Start a Nightly Routine
Preparing for bed to combat nighttime warmth is an effective way of keeping the body comfortable during the night. Before bed, try to take a cool shower to remove any lingering sweat or residue that can contribute to heat. Cooling your bedsheets by placing them in the fridge or freezer for a few minutes, or spritzing them with cold water right before heading into bed can also help keep the body cool throughout the night.

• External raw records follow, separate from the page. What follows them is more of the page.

// =============================================================================
// Evaluation Cycle — concurrent candle fan-out feeding the strategy
// =============================================================================
//
// One cycle:
//   1. Fetch the reference series (regime input) once
//   2. Per symbol, fetch primary + confirmation candles from every exchange
//      concurrently (join_all), each fetch bounded by a timeout
//   3. Join, then hand the surviving frames to EntryExitStrategy::run_cycle
//
// A failed or timed-out primary fetch drops that exchange. A failed
// confirmation fetch only removes the confirmation window.
// =============================================================================

use std::collections::HashMap;
use std::sync::Arc;
use std::time::Duration;

use anyhow::{anyhow, Result};
use async_trait::async_trait;
use chrono::{DateTime, Utc};
use futures_util::future::join_all;
use parking_lot::RwLock;
use tracing::{debug, info, warn};

use crate::aggregator::ExchangeFrames;
use crate::config::CycleParams;
use crate::market_data::{Candle, CandleWindow, WindowKey};
use crate::strategy::{AccountState, EntryExitStrategy, Recommendation};

// =============================================================================
// CandleSource
// =============================================================================

/// Anything that can serve normalized candles for one series.
#[async_trait]
pub trait CandleSource: Send + Sync {
    async fn fetch(
        &self,
        exchange: &str,
        symbol: &str,
        timeframe: &str,
        limit: usize,
    ) -> Result<Vec<Candle>>;
}

/// In-memory candle store, used for replays and tests.
#[derive(Default)]
pub struct MemorySource {
    series: RwLock<HashMap<WindowKey, Vec<Candle>>>,
}

impl MemorySource {
    pub fn new() -> Self {
        Self::default()
    }

    pub fn insert(&self, key: WindowKey, candles: Vec<Candle>) {
        self.series.write().insert(key, candles);
    }

    pub fn len(&self) -> usize {
        self.series.read().len()
    }

    pub fn is_empty(&self) -> bool {
        self.series.read().is_empty()
    }
}

#[async_trait]
impl CandleSource for MemorySource {
    async fn fetch(
        &self,
        exchange: &str,
        symbol: &str,
        timeframe: &str,
        limit: usize,
    ) -> Result<Vec<Candle>> {
        let key = WindowKey {
            exchange: exchange.to_string(),
            symbol: symbol.to_string(),
            timeframe: timeframe.to_string(),
        };
        let series = self.series.read();
        let candles = series
            .get(&key)
            .ok_or_else(|| anyhow!("no candles for {key}"))?;
        let start = candles.len().saturating_sub(limit);
        Ok(candles[start..].to_vec())
    }
}

// =============================================================================
// EvaluationCycle
// =============================================================================

pub struct EvaluationCycle {
    source: Arc<dyn CandleSource>,
    strategy: EntryExitStrategy,
    params: CycleParams,
}

impl EvaluationCycle {
    pub fn new(
        source: Arc<dyn CandleSource>,
        strategy: EntryExitStrategy,
        params: CycleParams,
    ) -> Self {
        Self {
            source,
            strategy,
            params,
        }
    }

    pub fn strategy(&self) -> &EntryExitStrategy {
        &self.strategy
    }

    /// Evaluate every symbol concurrently as of `now`.
    pub async fn run_all(
        &self,
        symbols: &[String],
        account: &AccountState,
        now: DateTime<Utc>,
    ) -> Vec<Recommendation> {
        let reference = self.fetch_reference().await;

        let cycles = symbols
            .iter()
            .map(|symbol| self.run_symbol(symbol, &reference, account, now));
        let recommendations = join_all(cycles).await;

        info!(
            symbols = symbols.len(),
            actionable = recommendations.iter().filter(|r| r.is_actionable()).count(),
            "evaluation cycle complete"
        );

        recommendations
    }

    /// Evaluate a single symbol as of `now`.
    pub async fn run(
        &self,
        symbol: &str,
        account: &AccountState,
        now: DateTime<Utc>,
    ) -> Recommendation {
        let reference = self.fetch_reference().await;
        self.run_symbol(symbol, &reference, account, now).await
    }

    async fn run_symbol(
        &self,
        symbol: &str,
        reference: &CandleWindow,
        account: &AccountState,
        now: DateTime<Utc>,
    ) -> Recommendation {
        let frames = self.fetch_frames(symbol).await;
        self.strategy
            .run_cycle(symbol, reference, frames, account, now)
    }

    // -------------------------------------------------------------------------
    // Fetching
    // -------------------------------------------------------------------------

    /// Reference candles for the regime detector. Any failure yields an empty
    /// window, which classifies as NEUTRAL.
    async fn fetch_reference(&self) -> CandleWindow {
        let p = &self.params;
        let fetched = self
            .fetch_with_timeout(
                &p.reference_exchange,
                &p.reference_symbol,
                &p.reference_timeframe,
                p.reference_limit,
            )
            .await
            .and_then(|candles| CandleWindow::new(candles).map_err(anyhow::Error::from));

        match fetched {
            Ok(window) => window,
            Err(e) => {
                warn!(
                    exchange = %p.reference_exchange,
                    symbol = %p.reference_symbol,
                    error = %e,
                    "reference fetch failed, regime will be NEUTRAL"
                );
                CandleWindow::default()
            }
        }
    }

    /// Fan out to every configured exchange and join before returning.
    async fn fetch_frames(&self, symbol: &str) -> Vec<ExchangeFrames> {
        let fetches = self
            .params
            .exchanges
            .iter()
            .map(|exchange| self.fetch_exchange(exchange, symbol));

        let frames: Vec<ExchangeFrames> = join_all(fetches).await.into_iter().flatten().collect();

        debug!(
            symbol,
            requested = self.params.exchanges.len(),
            received = frames.len(),
            "exchange frames fetched"
        );

        frames
    }

    async fn fetch_exchange(&self, exchange: &str, symbol: &str) -> Option<ExchangeFrames> {
        let p = &self.params;
        let (primary, confirmation) = futures_util::join!(
            self.fetch_with_timeout(exchange, symbol, &p.primary_timeframe, p.primary_limit),
            self.fetch_with_timeout(
                exchange,
                symbol,
                &p.confirmation_timeframe,
                p.confirmation_limit
            ),
        );

        let primary = match primary {
            Ok(candles) => candles,
            Err(e) => {
                warn!(exchange, symbol, error = %e, "primary fetch failed, exchange dropped");
                return None;
            }
        };

        let confirmation = match confirmation {
            Ok(candles) => Some(candles),
            Err(e) => {
                debug!(exchange, symbol, error = %e, "confirmation fetch failed");
                None
            }
        };

        Some(ExchangeFrames {
            exchange: exchange.to_string(),
            primary,
            confirmation,
        })
    }

    async fn fetch_with_timeout(
        &self,
        exchange: &str,
        symbol: &str,
        timeframe: &str,
        limit: usize,
    ) -> Result<Vec<Candle>> {
        let timeout = Duration::from_secs(self.params.fetch_timeout_secs);
        match tokio::time::timeout(timeout, self.source.fetch(exchange, symbol, timeframe, limit))
            .await
        {
            Ok(result) => result,
            Err(_) => Err(anyhow!(
                "fetch {exchange}:{symbol}@{timeframe} timed out after {}s",
                timeout.as_secs()
            )),
        }
    }
}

Hydration is a critical component of health as well as temperature regulation. Ensuring that you are drinking plenty of water, possibly with the addition of ice, helps keep the body at a moderate temperature.
Cooling Down the House
Fans are a relatively inexpensive way to improve the temperature in your home. To boost the effectiveness of these affordable tools, try placing bottles of frozen water in front or behind them to create cooler airflow.
Beating the Heat
Thyroid dysfunction presents a wide array of symptoms that can be confusing and often frustrating. Those with an autoimmune condition in addition to thyroid dysfunction are at greater risk of experiencing a larger spectrum of symptoms with occasional bouts of increased intensity – learn more about autoimmune diseases here. Hashimoto’s is a significant contributor to symptoms including heat intolerance.
Now that you are more informed regarding the influence that the thyroid and immune system have on temperature regulation, you can take the appropriate steps to prevent symptom outbursts that contribute to heat intolerance.